These Jewish schools are getting it right

Researchers went in search of models of excellence in Jewish education. Here's what they found.

Jewish teacher with student
What does it look like when kids in Jewish schools are engaged and excited about their learning?

Several years ago, the Jack, Joseph, and Morton Mandel Center for Studies in Jewish Education encouraged and sponsored a number of scholars and practitioners in the field of Jewish education to find answers to this question.

Their findings are included in the recently published, “Portraits of Jewish Learning: Looking at Jewish Education Close-In.” Some of the approaches are cutting-edge. Others draw inspiration from ancient Jewish traditions.
Book cover

The Mandel Center seeks to promote a deeper understanding of the purposes and practices of Jewish education. It was established in 2002 with the mission of inspiring Jewish educators and policy makers to make a deep and lasting difference in the lives of students.

Here are some of the schools and pedagogical methods discussed in “Portraits of Jewish Learning”:

Going Deeper, Together

In havruta-style learning, pairs of students analyze, discuss and debate a sacred text.

As part of a pilot program, Orit Kent and Allison Cook, co-leaders of Pedagogy of Partnership, designed a havruta-based curriculum for a group of seventh graders in a local congregational school. (The school was not identified).

Over the course of eight weeks, the students worked in pairs to read and interpret biblical texts, such as the Jacob and Esau story. The text itself was regarded as the third member in the students’ partnership, so that “each partner, including the text, is a living resource that has something worthwhile to offer,” Kent and Cook write.

The kids received prompts to help them draw out each other's ideas, such as asking, “Can you say that in a different way or give an example?” or "What's your evidence?"

By the end of the course, the students made dramatic progress in their ability to work effectively and collaboratively to arrive at nuanced conclusions about the texts.

According to Kent and Cook, the kids were also able to “express an accompanying awareness that how one seeks to understand another person is connected to how we seek to understand our sacred texts.”

Innovative Hebrew Education

All too often students find learning Hebrew dull and laborious. They grow tired of rote memorization and repetitive assignments.
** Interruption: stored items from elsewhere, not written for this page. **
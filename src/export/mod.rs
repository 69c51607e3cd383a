// src/export/mod.rs

pub(crate) mod fs_utils;
mod json_csv;
pub mod logic;
mod model;
pub mod range;
mod xlsx;

pub use logic::ExportLogic;
pub use model::{SessionExport, SummaryExport};

use crate::ui::messages::success;
use clap::ValueEnum;
use std::path::Path;

/// Shared completion message for every exporter.
pub(crate) fn notify_export_success(label: &str, path: &Path) {
    success(format!("{label} export completed: {}", path.display()));
}

#[derive(Clone, Copy, Debug, PartialEq, Eq, ValueEnum)]
pub enum ExportFormat {
    Xlsx,
    Json,
    Csv,
}

impl ExportFormat {
    pub fn as_str(&self) -> &'static str {
        match self {
            ExportFormat::Xlsx => "xlsx",
            ExportFormat::Json => "json",
            ExportFormat::Csv => "csv",
        }
    }
}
Rabbi Nicole Greninger, of Temple Isaiah in Lafayette, California, wondered, “Is there a better way to help kids feel enthusiastic about learning Hebrew?”

She and colleagues overhauled the curriculum so that Hebrew would be taught partly through movement. For example, a student might be asked to “point to the word Shabbat” or “dance over to the Pesach table.”

Another part of the new approach involved Hebrew Boot Camp where shortly before they become bar or bat mitzvah, students work for 12 weeks one-on-one with a mentor studying Hebrew. By the end, the kids can recognize all the Hebrew letters and vowel signs and sound out Hebrew words.

Finally, there’s tefillah education, in which Hebrew is taught through prayer. “We set out to create a program in which our students feel positive toward learning Hebrew,” Greninger writes. “So far, we seem to have had some success in that realm.”

Confronting the Complexity of Israel

Matt Reingold, a teacher at TanenbaumCHAT, a non-denominational Jewish school in Toronto, wanted to teach his 12th-grade history class about the moral complexity of the Arab-Israeli conflict but wondered how that would affect their views of Israel. “I wanted to assess whether my twin goals — to teach a full history and to instill a love for Israel — could be achieved simultaneously,” Reingold writes.

He implemented a curriculum that focused on some of the most controversial events in Israeli history: the 1948 killing of Arabs by Jewish fighters in the village of Deir Yassin outside Jerusalem; the Israeli military’s role in the Sabra and Shatila massacre in Lebanon in 1982; and the negative treatment of Jewish Ethiopian immigrants in Israel in the 1980s and 1990s.

By the end of the class, all of the students remained committed to their Zionist beliefs. They felt they better understood the country. It now seemed like an actual country with good and bad aspects rather than an idealized, mythical place that didn’t seem real to them.

Helping Kids to Feel at Home in Their Community

When Jordana Schuster Battis and Rachel Happel started the after-school program Mayim Tamid in 2016, at Temple Beth Shalom in Needham, Mass., they wanted the k-5 students and teachers to feel at home and part of an extended family.

The classroom is furnished as a living room with a couch and play area. Students can wear slippers. Teaching occurs one-on-one around the snack table. The conversation is casual and doesn’t feel like a formal lesson.

The curriculum is project-based and hands-on, designed, Battis and Happel write, to “deepen relationships so that we can better care for one another and, together, strive to achieve those higher goals we could not accomplish alone.”

Students also perform chesed, or acts of loving kindness, such as decorating the synagogue and cooking for the staff. Each afternoon ends in the sanctuary with prayer.